Threave Castle comprises a 14th-century keep or tower house, and an outer wall that includes the 15th-century artillery house. It is sited on the western edge of the island, which today covers 8 ha, although in the 15th century it is estimated to have been only a third of this size. The island would have supported subsidiary buildings, such as stores and workshops, as well as the castle. Access was by boat or via a ford or underwater causeway at the south end of the island.

===Keep===
The rectangular keep is 18.4 by 12.1 m on plan, and 21 m high. Inside, there were five storeys. The single entrance to the keep, on the east side, was accessed from a wooden stair-tower via a movable bridge. This entrance is at first-floor level, and led into a reception hall. Also on the first floor was the kitchen, and below this, accessed by a ladder, were vaulted storage cellars with a well and a prison. From the reception hall a spiral stair within the 2 m-thick wall led up to the great hall, and above this the lord's outer chamber and bedchamber. Larger windows are provided on the less vulnerable west and north sides of these rooms.

The top level was used as servants' quarters or, during times of trouble, as accommodation for the garrison. The battlements were accessed from this floor, and nine windows gave views in all directions. An outer door at this level allowed equipment to be hauled up from ground level. On three sides, holes in the external walls would have supported a timber gallery known as a bretèche, which allowed the defenders to drop objects on attackers at the walls, while a more permanent machicolation over the entrance served the same purpose.

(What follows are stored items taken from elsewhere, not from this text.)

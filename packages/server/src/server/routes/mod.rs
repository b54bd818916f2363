// HTTP routes
pub mod health;
pub mod jobs;

pub use health::*;
pub use jobs::*;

===Curtain wall and other features===
The keep is enclosed by the later curtain wall, which wraps around the east, south and west sides of the keep. The east and south sides form the "artillery house", begun by the 8th Earl of Douglas in 1447 and representing a sophisticated artillery defence for its time. (Note: This dating is not universally accepted. Other authors suggest that the architectural evidence points to an early 16th-century date for this work, coinciding with instructions issued to the keeper Lord Maxwell to repair the castle.) It faces the higher ground to the east of the river, from where an attack was most likely to come. It has round towers on its three corners, which are provided with three gun ports on two levels, with a crenellated parapet on the third level. The gun ports on the lower level are 'dumb-bell' shaped, while those above are of the 'inverted keyhole' type. It has been conjectured that the guns mounted in these openings would have been a breech-loading device of around 80 mm calibre, attached to a wooden stock. Only one of these towers, the south east, remains, while the others were damaged in the 1640 siege and subsequently collapsed. Between the towers is a curtain wall, 1.5 m thick and formerly up to 6 m high. It is battered to provide greater strength against artillery, and provided with traditional slits for firing longbows or crossbows. In the centre of the east wall is a gatehouse, almost 8 m high, which was formerly equipped with a drawbridge and two inner doors, with a firing platform above. The curtain wall would have been accessed via ladders or timber stairs. The curtain walls are only 4.4 m from the keep, but it is unclear if there was any direct access from one to the other. The curtain wall is surrounded by a rock-cut ditch that was formerly flooded to form a moat.

To the west the river runs close to the keep. The remains of a wall survive along the river bank, curving back towards the north west corner of the keep. A gated harbour was constructed here to provide secure alternative access to the castle. To the north, only an earth bank defends the keep, although the marshy approach to this side would have discouraged attackers. Beyond the artillery house and its ditch, the foundations of older buildings can be seen: these were demolished to provide stone and to clear the field of fire for the artillery house. The outermost defence comprises an earthwork that was hastily built by Lord Maxwell's garrison before the 1640 siege.